A few nights ago, West Coast rapper G-Eazy went to Instagram and kept things fully 100 with his issues toward the NFL. G shared a throwback pic of himself hanging out with Colin Kaepernick and targeting the NFL, showing his support for him.
“All these years later I’m still with @kaepernick7 The @NFL should go further and apologize directly to him. We knew then and we know now exactly what he’s been fighting for – the important issues he’s been trying to bring attention to. The fight continues… #ImWithKap” -G-Eazy’s Instagram
Wait, There’s More
Since last week, the Internet has erupted with savage memes aimed at the NFL. People took specific aim at commissioner Roger Goodell not apologizing to Kaepernick in the Friday night video message.
Before You Go
Back in 2016, NFL free agent Colin Kaepernick sparked controversy by kneeling before games to protest police brutality. His actions ultimately made Kaepernick an outcast and use free agency as an opportunity to continue promoting Black Lives Matter.

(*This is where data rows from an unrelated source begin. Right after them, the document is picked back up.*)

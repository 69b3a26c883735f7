use dioxus::prelude::*;
use festbook_cart_core::Event;
use crate::api;
use crate::config::AppConfig;
use crate::format::{format_event_date, format_inr};
use crate::theme::palette;
use crate::widgets::{Card, Page};

#[component]
pub fn CatalogScreen(is_dark: bool, on_open: EventHandler<Event>) -> Element {
    let config = use_context::<AppConfig>();
    let mut events = use_resource(move || {
        let url = config.events_url();
        async move { api::fetch_events(&url).await.map_err(|e| format!("{:#}", e)) }
    });
    let p = palette(is_dark);
    let state = (*events.read()).clone();

    rsx! {
        Page { is_dark,
            h1 { style: "margin-bottom: 8px;", "Upcoming events" }
            p { style: "color: {p.muted}; margin-bottom: 24px;", "Pick an event to book tickets." }
            {match state {
                None => rsx! {
                    p { style: "color: {p.muted};", "Loading events…" }
                },
                Some(Err(e)) => rsx! {
                    Card { is_dark,
                        p { style: "color: {p.error}; margin-bottom: 12px;", "Failed to fetch events." }
                        p { style: "color: {p.muted}; font-size: 0.85rem; margin-bottom: 12px;", "{e}" }
                        button {
                            onclick: move |_| events.restart(),
                            style: "padding: 8px 16px; border-radius: 8px; border: none; background: {p.accent}; color: {p.on_accent}; cursor: pointer;",
                            "Retry"
                        }
                    }
                },
                Some(Ok(list)) if list.is_empty() => rsx! {
                    Card { is_dark,
                        p { style: "color: {p.muted};", "No events scheduled yet." }
                    }
                },
                Some(Ok(list)) => rsx! {
                    div { style: "display: grid; grid-template-columns: repeat(auto-fill, minmax(260px, 1fr)); gap: 16px;",
                        for event in list {
                            EventCard { key: "{event.id}", is_dark, event: event.clone(), on_open }
                        }
                    }
                },
            }}
        }
    }
}

#[component]
fn EventCard(is_dark: bool, event: Event, on_open: EventHandler<Event>) -> Element {
    let p = palette(is_dark);
    let date = event.date.as_deref().map(format_event_date).unwrap_or_default();
    let seats_label = if event.is_sold_out() {
        "Sold out".to_string()
    } else {
        format!("{} seats left", event.available_seats)
    };
    let opened = event.clone();

    rsx! {
        div {
            onclick: move |_| on_open.call(opened.clone()),
            style: "cursor: pointer; background: {p.surface}; border: 1px solid {p.border}; border-radius: 14px; overflow: hidden;",
            if let Some(src) = event.image.clone() {
                img { src: "{src}", alt: "{event.name}", style: "width: 100%; height: 140px; object-fit: cover;" }
            }
            div { style: "padding: 16px;",
                h3 { style: "margin: 0 0 6px;", "{event.name}" }
                p { style: "margin: 0 0 12px; color: {p.muted}; font-size: 0.85rem;", "{date}" }
                div { style: "display: flex; justify-content: space-between; align-items: center;",
                    span { style: "font-weight: 700; color: {p.accent};", "{format_inr(event.unit_price())}" }
                    span { style: "font-size: 0.8rem; color: {p.muted};", "{seats_label}" }
                }
            }
        }
    }
}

The league’s statement makes no reference to former San Francisco quarterback Colin Kaepernick, who has been the most visible protester within the NFL against police brutality and and racial inequality in the United States. Kaepernick began kneeling during the national anthem before games in 2016. The peaceful protest was intended to focus attention on police violence against minorities and social inequality. As Kaepernick’s protests gained momentum, it also drew the ire of President Trump and others, and eventually ended the Super Bowl quarterback’s career the next season. (NPR)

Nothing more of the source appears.